◆ **Instructions to follow**
After locating the line with "HTTP request handlers" in the records below, print it and every line after it exactly.

◆ **Exercise data**
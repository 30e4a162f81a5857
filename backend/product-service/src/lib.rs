/// Product Service Library
///
/// Reference service protected by the gatekeeper. Every route under
/// `/api/v1` requires a bearer token accepted by the shared verification
/// policy; `/health` and `/metrics` stay open for probes and scrapers.
///
/// # Modules
///
/// - `handlers`: HTTP request handlers
/// - `config`: Configuration management
pub mod config;
pub mod handlers;

pub use config::Config;

use actix_gatekeeper::GatekeeperMiddleware;
use actix_web::web;
use token_codec::TokenVerifier;

/// Register routes, wrapping the protected scope with `gatekeeper`
pub fn configure<V>(cfg: &mut web::ServiceConfig, gatekeeper: GatekeeperMiddleware<V>)
where
    V: TokenVerifier + 'static,
{
    cfg.route("/health", web::get().to(handlers::health::health))
        .route("/metrics", web::get().to(handlers::metrics::serve_metrics))
        .service(
            web::scope("/api/v1")
                .wrap(gatekeeper)
                .route("/me", web::get().to(handlers::me::whoami)),
        );
}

◆ **Task output**
/// - `handlers`: HTTP request handlers
/// - `config`: Configuration management
pub mod config;
pub mod handlers;

pub use config::Config;

use actix_gatekeeper::GatekeeperMiddleware;
use actix_web::web;
use token_codec::TokenVerifier;

/// Register routes, wrapping the protected scope with `gatekeeper`
pub fn configure<V>(cfg: &mut web::ServiceConfig, gatekeeper: GatekeeperMiddleware<V>)
where
    V: TokenVerifier + 'static,
{
    cfg.route("/health", web::get().to(handlers::health::health))
        .route("/metrics", web::get().to(handlers::metrics::serve_metrics))
        .service(
            web::scope("/api/v1")
                .wrap(gatekeeper)
                .route("/me", web::get().to(handlers::me::whoami)),
        );
}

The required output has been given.